### Work request:
In the listing below, find each line that holds "changed" and list it.

### Provided records:
===

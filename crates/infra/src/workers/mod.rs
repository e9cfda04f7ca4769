//! Background workers.

pub mod reconciler;

pub use reconciler::{
    ProjectionState, ProjectionWorker, ReconcilerError, WorkerCoordinator, WorkerStatus, worker_placement_key,
};
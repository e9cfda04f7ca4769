//! Postgres-backed event log.
//!
//! Schema (see [`PostgresEventLog::create_schema`]):
//!
//! - `journal`: one row per event. `ordering` is a `BIGSERIAL` and doubles as
//!   the event's `Sequence` offset inside its tag. Per-tag offsets therefore
//!   increase strictly but are not dense.
//!
//! A sequence value is drawn at insert time, not at commit, so two appends to
//! the same tag could otherwise become visible out of `ordering` order and a
//! reader resuming after the higher one would never see the lower. `append`
//! takes a transaction-scoped advisory lock per tag before inserting: appends
//! sharing a tag commit one after another, in the order their values were
//! drawn.
//! - `snapshots`: latest snapshot per stream, upserted.
//!
//! ## Error Mapping
//!
//! | SQLx Error | PostgreSQL Error Code | EventLogError |
//! |------------|----------------------|---------------|
//! | Database (unique violation) | `23505` | `Concurrency` |
//! | Database (other) | Any other | `InvalidAppend` |
//! | PoolClosed / Io / Tls / timeouts | N/A | `Unavailable` |

use std::collections::BTreeSet;
use std::sync::Arc;

use async_trait::async_trait;
use chrono::{DateTime, Utc};
use sqlx::{PgPool, Postgres, Row, Transaction};
use tracing::{Span, instrument};

use keel_core::{EntityId, EventId, ExpectedVersion};
use keel_events::{AggregateEventTag, Offset};

use super::r#trait::{EventLog, EventLogError, Snapshot, StoredEvent, UncommittedEvent, single_stream};

const SCHEMA: &[&str] = &[
    r#"
    CREATE TABLE IF NOT EXISTS journal (
        ordering BIGSERIAL PRIMARY KEY,
        event_id UUID NOT NULL UNIQUE,
        entity_type TEXT NOT NULL,
        entity_id TEXT NOT NULL,
        sequence_nr BIGINT NOT NULL CHECK (sequence_nr > 0),
        tag TEXT NOT NULL,
        event_type TEXT NOT NULL,
        event_version INT NOT NULL,
        occurred_at TIMESTAMPTZ NOT NULL,
        payload JSONB NOT NULL,
        UNIQUE (entity_type, entity_id, sequence_nr)
    )
    "#,
    "CREATE INDEX IF NOT EXISTS journal_tag_ordering ON journal (tag, ordering)",
    r#"
    CREATE TABLE IF NOT EXISTS snapshots (
        entity_type TEXT NOT NULL,
        entity_id TEXT NOT NULL,
        sequence_nr BIGINT NOT NULL,
        state JSONB NOT NULL,
        created_at TIMESTAMPTZ NOT NULL DEFAULT NOW(),
        PRIMARY KEY (entity_type, entity_id)
    )
    "#,
];

/// Postgres-backed append-only event log.
///
/// `append` runs in one transaction: it reads the stream's current sequence
/// number, checks it against the expectation and inserts the batch. A
/// concurrent writer that slips in between trips the unique constraint on
/// `(entity_type, entity_id, sequence_nr)` and surfaces as `Concurrency`.
#[derive(Debug, Clone)]
pub struct PostgresEventLog {
    pool: Arc<PgPool>,
}

impl PostgresEventLog {
    pub fn new(pool: PgPool) -> Self {
        Self {
            pool: Arc::new(pool),
        }
    }

    pub fn pool(&self) -> &PgPool {
        &self.pool
    }

    /// Create the journal and snapshot tables if they do not exist.
    pub async fn create_schema(&self) -> Result<(), EventLogError> {
        for statement in SCHEMA {
            sqlx::query(statement)
                .execute(&*self.pool)
                .await
                .map_err(|e| map_sqlx_error("create_schema", e))?;
        }
        Ok(())
    }
}

#[async_trait]
impl EventLog for PostgresEventLog {
    #[instrument(
        skip(self, events),
        fields(event_count = events.len(), expected = ?expected, entity_id),
        err
    )]
    async fn append(
        &self,
        events: Vec<UncommittedEvent>,
        expected: ExpectedVersion,
    ) -> Result<Vec<StoredEvent>, EventLogError> {
        if events.is_empty() {
            return Ok(vec![]);
        }
        let (entity_type, entity_id) = {
            let (t, id) = single_stream(&events)?;
            (t.to_string(), id.clone())
        };
        Span::current().record("entity_id", entity_id.as_str());

        let mut tx = self
            .pool
            .begin()
            .await
            .map_err(|e| map_sqlx_error("begin_transaction", e))?;

        let current = current_sequence_nr(&mut tx, &entity_type, &entity_id).await?;
        if !expected.matches(current) {
            tx.rollback()
                .await
                .map_err(|e| map_sqlx_error("rollback", e))?;
            return Err(EventLogError::Concurrency(format!(
                "expected {expected:?}, found {current}"
            )));
        }

        lock_tags(&mut tx, &events).await?;

        let mut stored_events = Vec::with_capacity(events.len());
        let mut next = current + 1;
        for event in events {
            let row = sqlx::query(
                r#"
                INSERT INTO journal (
                    event_id,
                    entity_type,
                    entity_id,
                    sequence_nr,
                    tag,
                    event_type,
                    event_version,
                    occurred_at,
                    payload
                )
                VALUES ($1, $2, $3, $4, $5, $6, $7, $8, $9)
                RETURNING ordering
                "#,
            )
            .bind(*event.event_id.as_uuid())
            .bind(&event.entity_type)
            .bind(event.entity_id.as_str())
            .bind(next as i64)
            .bind(event.tag.as_str())
            .bind(&event.event_type)
            .bind(event.event_version as i32)
            .bind(event.occurred_at)
            .bind(&event.payload)
            .fetch_one(&mut *tx)
            .await
            .map_err(|e| {
                if is_unique_violation(&e) {
                    EventLogError::Concurrency(format!(
                        "concurrent append detected: sequence_nr {next} already exists"
                    ))
                } else {
                    map_sqlx_error("insert_event", e)
                }
            })?;

            let ordering: i64 = row
                .try_get("ordering")
                .map_err(|e| map_sqlx_error("insert_event", e))?;

            stored_events.push(StoredEvent {
                event_id: event.event_id,
                entity_type: event.entity_type,
                entity_id: event.entity_id,
                sequence_nr: next,
                tag: event.tag,
                offset: Offset::Sequence(ordering),
                event_type: event.event_type,
                event_version: event.event_version,
                occurred_at: event.occurred_at,
                payload: event.payload,
            });
            next += 1;
        }

        tx.commit()
            .await
            .map_err(|e| map_sqlx_error("commit_transaction", e))?;

        Ok(stored_events)
    }

    #[instrument(skip(self, entity_id), fields(entity_id = %entity_id), err)]
    async fn load(
        &self,
        entity_type: &str,
        entity_id: &EntityId,
        after_sequence_nr: u64,
    ) -> Result<Vec<StoredEvent>, EventLogError> {
        let rows = sqlx::query(
            r#"
            SELECT ordering, event_id, entity_type, entity_id, sequence_nr, tag,
                   event_type, event_version, occurred_at, payload
            FROM journal
            WHERE entity_type = $1 AND entity_id = $2 AND sequence_nr > $3
            ORDER BY sequence_nr ASC
            "#,
        )
        .bind(entity_type)
        .bind(entity_id.as_str())
        .bind(after_sequence_nr as i64)
        .fetch_all(&*self.pool)
        .await
        .map_err(|e| map_sqlx_error("load", e))?;

        rows.iter().map(stored_event_from_row).collect()
    }

    #[instrument(skip(self, tag, after), fields(tag = %tag, after = %after), err)]
    async fn events_by_tag(
        &self,
        tag: &AggregateEventTag,
        after: Offset,
        limit: usize,
    ) -> Result<Vec<StoredEvent>, EventLogError> {
        let after = match after {
            Offset::NoOffset => 0,
            Offset::Sequence(n) => n,
            Offset::TimeBasedUuid(_) => {
                return Err(EventLogError::InvalidAppend(format!(
                    "journal tags are sequence-ordered, got {after}"
                )));
            }
        };

        let rows = sqlx::query(
            r#"
            SELECT ordering, event_id, entity_type, entity_id, sequence_nr, tag,
                   event_type, event_version, occurred_at, payload
            FROM journal
            WHERE tag = $1 AND ordering > $2
            ORDER BY ordering ASC
            LIMIT $3
            "#,
        )
        .bind(tag.as_str())
        .bind(after)
        .bind(limit.min(i64::MAX as usize) as i64)
        .fetch_all(&*self.pool)
        .await
        .map_err(|e| map_sqlx_error("events_by_tag", e))?;

        rows.iter().map(stored_event_from_row).collect()
    }

    #[instrument(
        skip(self, snapshot),
        fields(entity_id = %snapshot.entity_id, sequence_nr = snapshot.sequence_nr),
        err
    )]
    async fn save_snapshot(&self, snapshot: Snapshot) -> Result<(), EventLogError> {
        sqlx::query(
            r#"
            INSERT INTO snapshots (entity_type, entity_id, sequence_nr, state, created_at)
            VALUES ($1, $2, $3, $4, $5)
            ON CONFLICT (entity_type, entity_id)
            DO UPDATE SET
                sequence_nr = EXCLUDED.sequence_nr,
                state = EXCLUDED.state,
                created_at = EXCLUDED.created_at
            WHERE snapshots.sequence_nr <= EXCLUDED.sequence_nr
            "#,
        )
        .bind(&snapshot.entity_type)
        .bind(snapshot.entity_id.as_str())
        .bind(snapshot.sequence_nr as i64)
        .bind(&snapshot.state)
        .bind(snapshot.created_at)
        .execute(&*self.pool)
        .await
        .map_err(|e| map_sqlx_error("save_snapshot", e))?;

        Ok(())
    }

    #[instrument(skip(self, entity_id), fields(entity_id = %entity_id, snapshot_found), err)]
    async fn load_snapshot(
        &self,
        entity_type: &str,
        entity_id: &EntityId,
    ) -> Result<Option<Snapshot>, EventLogError> {
        let row = sqlx::query(
            r#"
            SELECT entity_type, entity_id, sequence_nr, state, created_at
            FROM snapshots
            WHERE entity_type = $1 AND entity_id = $2
            "#,
        )
        .bind(entity_type)
        .bind(entity_id.as_str())
        .fetch_optional(&*self.pool)
        .await
        .map_err(|e| map_sqlx_error("load_snapshot", e))?;

        Span::current().record("snapshot_found", row.is_some());
        row.as_ref().map(snapshot_from_row).transpose()
    }
}

async fn current_sequence_nr(
    tx: &mut Transaction<'_, Postgres>,
    entity_type: &str,
    entity_id: &EntityId,
) -> Result<u64, EventLogError> {
    let row = sqlx::query(
        r#"
        SELECT COALESCE(MAX(sequence_nr), 0) AS current
        FROM journal
        WHERE entity_type = $1 AND entity_id = $2
        "#,
    )
    .bind(entity_type)
    .bind(entity_id.as_str())
    .fetch_one(&mut **tx)
    .await
    .map_err(|e| map_sqlx_error("current_sequence_nr", e))?;

    let current: i64 = row
        .try_get("current")
        .map_err(|e| map_sqlx_error("current_sequence_nr", e))?;
    Ok(current.max(0) as u64)
}

/// Serialize appends per tag until `tx` ends. Tags are locked in sorted order
/// so two multi-tag batches cannot deadlock.
async fn lock_tags(
    tx: &mut Transaction<'_, Postgres>,
    events: &[UncommittedEvent],
) -> Result<(), EventLogError> {
    let tags: BTreeSet<&str> = events.iter().map(|e| e.tag.as_str()).collect();
    for tag in tags {
        sqlx::query("SELECT pg_advisory_xact_lock(hashtext($1))")
            .bind(tag)
            .execute(&mut **tx)
            .await
            .map_err(|e| map_sqlx_error("lock_tag", e))?;
    }
    Ok(())
}

fn stored_event_from_row(row: &sqlx::postgres::PgRow) -> Result<StoredEvent, EventLogError> {
    let read = |e: sqlx::Error| EventLogError::InvalidAppend(format!("failed to decode journal row: {e}"));

    let entity_id: String = row.try_get("entity_id").map_err(read)?;
    let entity_id = EntityId::new(entity_id)
        .map_err(|e| EventLogError::InvalidAppend(format!("journal row: {e}")))?;
    let tag: String = row.try_get("tag").map_err(read)?;
    let sequence_nr: i64 = row.try_get("sequence_nr").map_err(read)?;
    let ordering: i64 = row.try_get("ordering").map_err(read)?;
    let event_version: i32 = row.try_get("event_version").map_err(read)?;
    let occurred_at: DateTime<Utc> = row.try_get("occurred_at").map_err(read)?;

    Ok(StoredEvent {
        event_id: EventId::from_uuid(row.try_get("event_id").map_err(read)?),
        entity_type: row.try_get("entity_type").map_err(read)?,
        entity_id,
        sequence_nr: sequence_nr as u64,
        tag: AggregateEventTag::new(tag),
        offset: Offset::Sequence(ordering),
        event_type: row.try_get("event_type").map_err(read)?,
        event_version: event_version as u32,
        occurred_at,
        payload: row.try_get("payload").map_err(read)?,
    })
}

fn snapshot_from_row(row: &sqlx::postgres::PgRow) -> Result<Snapshot, EventLogError> {
    let read = |e: sqlx::Error| EventLogError::InvalidAppend(format!("failed to decode snapshot row: {e}"));

    let entity_id: String = row.try_get("entity_id").map_err(read)?;
    let sequence_nr: i64 = row.try_get("sequence_nr").map_err(read)?;
    Ok(Snapshot {
        entity_type: row.try_get("entity_type").map_err(read)?,
        entity_id: EntityId::new(entity_id)
            .map_err(|e| EventLogError::InvalidAppend(format!("snapshot row: {e}")))?,
        sequence_nr: sequence_nr as u64,
        state: row.try_get("state").map_err(read)?,
        created_at: row.try_get("created_at").map_err(read)?,
    })
}

/// Map SQLx errors to EventLogError.
pub(crate) fn map_sqlx_error(operation: &str, err: sqlx::Error) -> EventLogError {
    match err {
        sqlx::Error::Database(db_err) => {
            let msg = format!("database error in {operation}: {}", db_err.message());
            match db_err.code().as_deref() {
                Some("23505") => EventLogError::Concurrency(msg),
                _ => EventLogError::InvalidAppend(msg),
            }
        }
        sqlx::Error::PoolClosed | sqlx::Error::PoolTimedOut | sqlx::Error::Io(_) | sqlx::Error::Tls(_) => {
            EventLogError::Unavailable(format!("{operation}: {err}"))
        }
        _ => EventLogError::InvalidAppend(format!("sqlx error in {operation}: {err}")),
    }
}

fn is_unique_violation(err: &sqlx::Error) -> bool {
    if let sqlx::Error::Database(db_err) = err {
        return db_err.code().as_deref() == Some("23505");
    }
    false
}
//! Durable, append-only event log.
//!
//! - [`EventLog`]: storage contract used by entity instances (append/load)
//!   and by consumers (reads by tag, in offset order).
//! - [`InMemoryEventLog`]: per-process log for tests and single-node dev.
//! - [`PostgresEventLog`]: sqlx-backed journal.
//! - [`event_stream`]: live, polling stream over one tag.

pub mod in_memory;
pub mod postgres;
pub mod stream;
pub mod r#trait;

pub use in_memory::InMemoryEventLog;
pub use postgres::PostgresEventLog;
pub use r#trait::{EventLog, EventLogError, Snapshot, StoredEvent, UncommittedEvent};
pub use stream::{TagStream, event_stream};
//! Projection worker reconciler.
//!
//! Every registered [`TagProcessor`] gets one worker per tag. Callers only
//! change a worker's *requested* status; a control loop drives the
//! *observed* status toward it by spawning and stopping [`TagRunner`]s.
//! Status reads are eventually consistent.
//!
//! Workers are placed on the same ring as entities (key
//! `"{projection}|{tag}"`). When membership changes, only workers whose
//! owner moved are stopped and started again, so at most one runner per tag
//! is ever live.

use std::sync::{Arc, Mutex, MutexGuard, PoisonError};
use std::time::Duration;

use futures_util::future::join_all;
use serde::{Deserialize, Serialize};
use thiserror::Error;
use tokio::sync::{Notify, watch};
use tokio::task::JoinHandle;
use tracing::{debug, info, warn};

use keel_events::AggregateEventTag;

use crate::config::ReconcilerConfig;
use crate::entity::{NodeId, Placement};
use crate::projection::supervisor::shutdown_requested;
use crate::projection::{TagProcessor, TagRunner};

#[derive(Debug, Clone, Copy, PartialEq, Eq, Hash, Serialize, Deserialize)]
pub enum WorkerStatus {
    Started,
    Stopped,
}

/// Reported state of one worker.
#[derive(Debug, Clone, PartialEq, Eq, Serialize, Deserialize)]
pub struct ProjectionWorker {
    /// `"{projection}-{tag}"`.
    pub name: String,
    pub tag: AggregateEventTag,
    pub requested: WorkerStatus,
    pub observed: WorkerStatus,
    /// Node the running worker was placed on; `None` while stopped.
    pub node: Option<NodeId>,
}

#[derive(Debug, Clone, PartialEq, Eq, Serialize, Deserialize)]
pub struct ProjectionState {
    pub name: String,
    pub workers: Vec<ProjectionWorker>,
}

impl ProjectionState {
    pub fn worker(&self, tag: &AggregateEventTag) -> Option<&ProjectionWorker> {
        self.workers.iter().find(|w| &w.tag == tag)
    }
}

#[derive(Debug, Clone, PartialEq, Eq, Error)]
pub enum ReconcilerError {
    #[error("projection '{0}' is already registered")]
    DuplicateProjection(String),

    #[error("unknown projection '{0}'")]
    UnknownProjection(String),

    #[error("projection '{projection}' has no worker for tag '{tag}'")]
    UnknownWorker {
        projection: String,
        tag: AggregateEventTag,
    },

    #[error("worker coordinator is shut down")]
    ShutDown,
}

pub fn worker_placement_key(projection: &str, tag: &AggregateEventTag) -> String {
    format!("{projection}|{tag}")
}

struct WorkerSlot {
    tag: AggregateEventTag,
    requested: WorkerStatus,
    observed: WorkerStatus,
    node: Option<NodeId>,
    runner: Option<TagRunner>,
}

struct RegisteredProjection {
    processor: Arc<dyn TagProcessor>,
    workers: Vec<WorkerSlot>,
}

struct CoordinatorInner {
    placement: Placement,
    tick: Duration,
    projections: Mutex<Vec<RegisteredProjection>>,
    wake: Notify,
}

/// Owns the control loop; dropping it without [`shutdown`](Self::shutdown)
/// leaves the runners to the runtime.
pub struct WorkerCoordinator {
    inner: Arc<CoordinatorInner>,
    stop: watch::Sender<bool>,
    control_loop: Mutex<Option<JoinHandle<()>>>,
}

impl std::fmt::Debug for WorkerCoordinator {
    fn fmt(&self, f: &mut std::fmt::Formatter<'_>) -> std::fmt::Result {
        f.debug_struct("WorkerCoordinator")
            .field("placement_version", &self.inner.placement.current().version())
            .field("tick", &self.inner.tick)
            .finish()
    }
}

impl WorkerCoordinator {
    /// Start the control loop. Must be called inside a tokio runtime.
    pub fn new(config: &ReconcilerConfig, placement: Placement) -> Self {
        let inner = Arc::new(CoordinatorInner {
            placement,
            tick: config.tick,
            projections: Mutex::new(Vec::new()),
            wake: Notify::new(),
        });
        let (stop, shutdown) = watch::channel(false);
        let task = tokio::spawn(control_loop(inner.clone(), shutdown));
        Self {
            inner,
            stop,
            control_loop: Mutex::new(Some(task)),
        }
    }

    /// Add a processor with one worker per tag, all requested as `initial`.
    pub fn register(
        &self,
        processor: Arc<dyn TagProcessor>,
        initial: WorkerStatus,
    ) -> Result<(), ReconcilerError> {
        self.ensure_running()?;
        {
            let mut projections = self.inner.lock();
            if projections.iter().any(|p| p.processor.name() == processor.name()) {
                return Err(ReconcilerError::DuplicateProjection(processor.name().to_string()));
            }
            let workers = processor
                .tags()
                .iter()
                .map(|tag| WorkerSlot {
                    tag: tag.clone(),
                    requested: initial,
                    observed: WorkerStatus::Stopped,
                    node: None,
                    runner: None,
                })
                .collect();
            info!(projection = %processor.name(), tags = processor.tags().len(), ?initial, "projection registered");
            projections.push(RegisteredProjection { processor, workers });
        }
        self.inner.wake.notify_one();
        Ok(())
    }

    pub fn get_status(&self) -> Vec<ProjectionState> {
        self.inner
            .lock()
            .iter()
            .map(|p| ProjectionState {
                name: p.processor.name().to_string(),
                workers: p
                    .workers
                    .iter()
                    .map(|w| ProjectionWorker {
                        name: format!("{}-{}", p.processor.name(), w.tag),
                        tag: w.tag.clone(),
                        requested: w.requested,
                        observed: w.observed,
                        node: w.node.clone(),
                    })
                    .collect(),
            })
            .collect()
    }

    pub fn start_worker(&self, projection: &str, tag: &AggregateEventTag) -> Result<(), ReconcilerError> {
        self.request(projection, Some(tag), WorkerStatus::Started)
    }

    pub fn stop_worker(&self, projection: &str, tag: &AggregateEventTag) -> Result<(), ReconcilerError> {
        self.request(projection, Some(tag), WorkerStatus::Stopped)
    }

    pub fn start_all_workers(&self, projection: &str) -> Result<(), ReconcilerError> {
        self.request(projection, None, WorkerStatus::Started)
    }

    pub fn stop_all_workers(&self, projection: &str) -> Result<(), ReconcilerError> {
        self.request(projection, None, WorkerStatus::Stopped)
    }

    /// Stop the control loop and every running worker.
    pub async fn shutdown(&self) {
        let _ = self.stop.send(true);
        let task = self
            .control_loop
            .lock()
            .unwrap_or_else(PoisonError::into_inner)
            .take();
        if let Some(task) = task {
            if let Err(err) = task.await {
                warn!(error = %err, "worker reconciler loop ended abnormally");
            }
        }
    }

    fn ensure_running(&self) -> Result<(), ReconcilerError> {
        if *self.stop.borrow() {
            return Err(ReconcilerError::ShutDown);
        }
        Ok(())
    }

    fn request(
        &self,
        projection: &str,
        tag: Option<&AggregateEventTag>,
        status: WorkerStatus,
    ) -> Result<(), ReconcilerError> {
        self.ensure_running()?;
        {
            let mut projections = self.inner.lock();
            let registered = projections
                .iter_mut()
                .find(|p| p.processor.name() == projection)
                .ok_or_else(|| ReconcilerError::UnknownProjection(projection.to_string()))?;
            match tag {
                Some(tag) => {
                    let slot = registered
                        .workers
                        .iter_mut()
                        .find(|w| &w.tag == tag)
                        .ok_or_else(|| ReconcilerError::UnknownWorker {
                            projection: projection.to_string(),
                            tag: tag.clone(),
                        })?;
                    slot.requested = status;
                }
                None => registered.workers.iter_mut().for_each(|w| w.requested = status),
            }
        }
        debug!(projection, tag = ?tag.map(|t| t.as_str()), ?status, "worker status requested");
        self.inner.wake.notify_one();
        Ok(())
    }
}

impl CoordinatorInner {
    fn lock(&self) -> MutexGuard<'_, Vec<RegisteredProjection>> {
        self.projections.lock().unwrap_or_else(PoisonError::into_inner)
    }

    async fn reconcile(&self) {
        let table = self.placement.current();

        // Runners are stopped outside the lock; a replacement is only
        // spawned once the old runner has finished.
        let mut stopping = Vec::new();
        for registered in self.lock().iter_mut() {
            let name = registered.processor.name().to_string();
            for slot in registered.workers.iter_mut() {
                let Some(runner) = slot.runner.as_ref() else {
                    continue;
                };
                if runner.is_finished() {
                    warn!(projection = %name, tag = %slot.tag, "worker ended unexpectedly");
                    slot.runner = None;
                    continue;
                }
                let owner = table.owner(&worker_placement_key(&name, &slot.tag));
                let moved = slot.node.as_ref() != Some(owner);
                if slot.requested == WorkerStatus::Stopped || moved {
                    if moved {
                        info!(projection = %name, tag = %slot.tag, owner = %owner, "worker owner moved");
                    }
                    stopping.extend(slot.runner.take());
                }
            }
        }
        if !stopping.is_empty() {
            join_all(stopping.into_iter().map(TagRunner::stop)).await;
        }

        let table = self.placement.current();
        for registered in self.lock().iter_mut() {
            let name = registered.processor.name().to_string();
            for slot in registered.workers.iter_mut().filter(|w| w.runner.is_none()) {
                match slot.requested {
                    WorkerStatus::Started => {
                        let owner = table.owner(&worker_placement_key(&name, &slot.tag)).clone();
                        info!(projection = %name, tag = %slot.tag, node = %owner, "starting worker");
                        slot.runner = Some(TagRunner::spawn(registered.processor.clone(), slot.tag.clone()));
                        slot.node = Some(owner);
                        slot.observed = WorkerStatus::Started;
                    }
                    WorkerStatus::Stopped => {
                        if slot.observed == WorkerStatus::Started {
                            info!(projection = %name, tag = %slot.tag, "worker stopped");
                        }
                        slot.node = None;
                        slot.observed = WorkerStatus::Stopped;
                    }
                }
            }
        }
    }

    async fn stop_all(&self) {
        let runners: Vec<TagRunner> = self
            .lock()
            .iter_mut()
            .flat_map(|p| p.workers.iter_mut())
            .filter_map(|slot| {
                slot.observed = WorkerStatus::Stopped;
                slot.node = None;
                slot.runner.take()
            })
            .collect();
        join_all(runners.into_iter().map(TagRunner::stop)).await;
    }
}

async fn control_loop(inner: Arc<CoordinatorInner>, mut shutdown: watch::Receiver<bool>) {
    let mut membership = inner.placement.subscribe();
    let mut ticker = tokio::time::interval(inner.tick);
    ticker.set_missed_tick_behavior(tokio::time::MissedTickBehavior::Delay);

    loop {
        inner.reconcile().await;
        tokio::select! {
            biased;
            _ = shutdown_requested(&mut shutdown) => break,
            // The sender lives in `inner.placement`, so this never errors.
            _ = membership.changed() => {
                debug!(version = membership.borrow_and_update().version(), "placement changed");
            }
            _ = inner.wake.notified() => {}
            _ = ticker.tick() => {}
        }
    }

    inner.stop_all().await;
    info!("worker reconciler stopped");
}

===

### Reply:
            _ = membership.changed() => {
                debug!(version = membership.borrow_and_update().version(), "placement changed");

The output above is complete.